- ACTIVITY
Whatever the records say, set them down exactly.

Start of SUPPLIED MATERIAL

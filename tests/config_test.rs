use clap::Parser;
use ldforge::cli::Cli;
use ldforge::config::Settings;
use ldforge::mapper::RecipeRowBinding;
use ldforge::validation::ValidationPolicy;
use std::fs;
use tempfile::TempDir;

#[test]
fn test_missing_config_file_uses_defaults() -> anyhow::Result<()> {
    let temp_dir = TempDir::new()?;
    let settings = Settings::from_path(&temp_dir.path().join("ldforge.toml"))?;

    assert_eq!(settings.mapper.validation, ValidationPolicy::Lenient);
    assert_eq!(settings.mapper.recipe_row_binding, RecipeRowBinding::Legacy);
    assert_eq!(settings.preview.debounce_ms, 250);
    assert_eq!(settings.clipboard.feedback_ms, 2000);
    assert_eq!(settings.clipboard.copied_label, "Copied!");
    assert_eq!(settings.logging.filter, "ldforge=info");
    Ok(())
}

#[test]
fn test_load_config_file() -> anyhow::Result<()> {
    let temp_dir = TempDir::new()?;
    let path = temp_dir.path().join("ldforge.toml");

    let ldforge_toml = r#"
[mapper]
validation = "strict"
recipe_row_binding = "direct"

[preview]
debounce_ms = 0

[clipboard]
label = "Copy code"
"#;
    fs::write(&path, ldforge_toml)?;

    let settings = Settings::from_path(&path)?;
    assert_eq!(settings.mapper.validation, ValidationPolicy::Strict);
    assert_eq!(settings.mapper.recipe_row_binding, RecipeRowBinding::Direct);
    assert_eq!(settings.preview.debounce_ms, 0);
    assert_eq!(settings.clipboard.label, "Copy code");
    // untouched keys keep their defaults
    assert_eq!(settings.clipboard.feedback_ms, 2000);
    Ok(())
}

#[test]
fn test_cli_overrides_config_file() -> anyhow::Result<()> {
    let temp_dir = TempDir::new()?;
    let path = temp_dir.path().join("ldforge.toml");
    fs::write(
        &path,
        "[mapper]\nrecipe_row_binding = \"direct\"\n\n[preview]\ndebounce_ms = 500\n",
    )?;

    let config = path.to_string_lossy().to_string();
    let cli = Cli::parse_from([
        "ldforge",
        "--config",
        config.as_str(),
        "--strict",
        "--recipe-binding",
        "legacy",
        "--debounce-ms",
        "50",
        "types",
    ]);
    let settings = Settings::new_with_cli(&cli)?;

    assert_eq!(settings.mapper.validation, ValidationPolicy::Strict);
    assert_eq!(settings.mapper.recipe_row_binding, RecipeRowBinding::Legacy);
    assert_eq!(settings.preview.debounce_ms, 50);
    Ok(())
}

#[test]
fn test_invalid_config_is_rejected() -> anyhow::Result<()> {
    let temp_dir = TempDir::new()?;
    let path = temp_dir.path().join("ldforge.toml");
    fs::write(&path, "[clipboard]\nfeedback_ms = 0\ncopied_label = \"\"\n")?;

    let err = Settings::from_path(&path).unwrap_err().to_string();
    assert!(err.contains("Configuration validation failed"));
    assert!(err.contains("clipboard.feedback_ms"));
    assert!(err.contains("clipboard.copied_label"));
    Ok(())
}

#[test]
fn test_unknown_policy_is_a_load_error() -> anyhow::Result<()> {
    let temp_dir = TempDir::new()?;
    let path = temp_dir.path().join("ldforge.toml");
    fs::write(&path, "[mapper]\nvalidation = \"sometimes\"\n")?;

    assert!(Settings::from_path(&path).is_err());
    Ok(())
}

End of SUPPLIED MATERIAL

- ANSWER FOR THIS EXERCISE
filename tests/config_test.rs
use clap::Parser;
use ldforge::cli::Cli;
use ldforge::config::Settings;
use ldforge::mapper::RecipeRowBinding;
use ldforge::validation::ValidationPolicy;
use std::fs;
use tempfile::TempDir;

#[test]
fn test_missing_config_file_uses_defaults() -> anyhow::Result<()> {
    let temp_dir = TempDir::new()?;
    let settings = Settings::from_path(&temp_dir.path().join("ldforge.toml"))?;

    assert_eq!(settings.mapper.validation, ValidationPolicy::Lenient);
    assert_eq!(settings.mapper.recipe_row_binding, RecipeRowBinding::Legacy);
    assert_eq!(settings.preview.debounce_ms, 250);
    assert_eq!(settings.clipboard.feedback_ms, 2000);
    assert_eq!(settings.clipboard.copied_label, "Copied!");
    assert_eq!(settings.logging.filter, "ldforge=info");
    Ok(())
}

#[test]
fn test_load_config_file() -> anyhow::Result<()> {
    let temp_dir = TempDir::new()?;
    let path = temp_dir.path().join("ldforge.toml");

    let ldforge_toml = r#"
[mapper]
validation = "strict"
recipe_row_binding = "direct"

[preview]
debounce_ms = 0

[clipboard]
label = "Copy code"
"#;
    fs::write(&path, ldforge_toml)?;

    let settings = Settings::from_path(&path)?;
    assert_eq!(settings.mapper.validation, ValidationPolicy::Strict);
    assert_eq!(settings.mapper.recipe_row_binding, RecipeRowBinding::Direct);
    assert_eq!(settings.preview.debounce_ms, 0);
    assert_eq!(settings.clipboard.label, "Copy code");
    // untouched keys keep their defaults
    assert_eq!(settings.clipboard.feedback_ms, 2000);
    Ok(())
}

#[test]
fn test_cli_overrides_config_file() -> anyhow::Result<()> {
    let temp_dir = TempDir::new()?;
    let path = temp_dir.path().join("ldforge.toml");
    fs::write(
        &path,
        "[mapper]\nrecipe_row_binding = \"direct\"\n\n[preview]\ndebounce_ms = 500\n",
    )?;

    let config = path.to_string_lossy().to_string();
    let cli = Cli::parse_from([
        "ldforge",
        "--config",
        config.as_str(),
        "--strict",
        "--recipe-binding",
        "legacy",
        "--debounce-ms",
        "50",
        "types",
    ]);
    let settings = Settings::new_with_cli(&cli)?;

    assert_eq!(settings.mapper.validation, ValidationPolicy::Strict);
    assert_eq!(settings.mapper.recipe_row_binding, RecipeRowBinding::Legacy);
    assert_eq!(settings.preview.debounce_ms, 50);
    Ok(())
}

#[test]
fn test_invalid_config_is_rejected() -> anyhow::Result<()> {
    let temp_dir = TempDir::new()?;
    let path = temp_dir.path().join("ldforge.toml");
    fs::write(&path, "[clipboard]\nfeedback_ms = 0\ncopied_label = \"\"\n")?;

    let err = Settings::from_path(&path).unwrap_err().to_string();
    assert!(err.contains("Configuration validation failed"));
    assert!(err.contains("clipboard.feedback_ms"));
    assert!(err.contains("clipboard.copied_label"));
    Ok(())
}

#[test]
fn test_unknown_policy_is_a_load_error() -> anyhow::Result<()> {
    let temp_dir = TempDir::new()?;
    let path = temp_dir.path().join("ldforge.toml");
    fs::write(&path, "[mapper]\nvalidation = \"sometimes\"\n")?;

    assert!(Settings::from_path(&path).is_err());
    Ok(())
}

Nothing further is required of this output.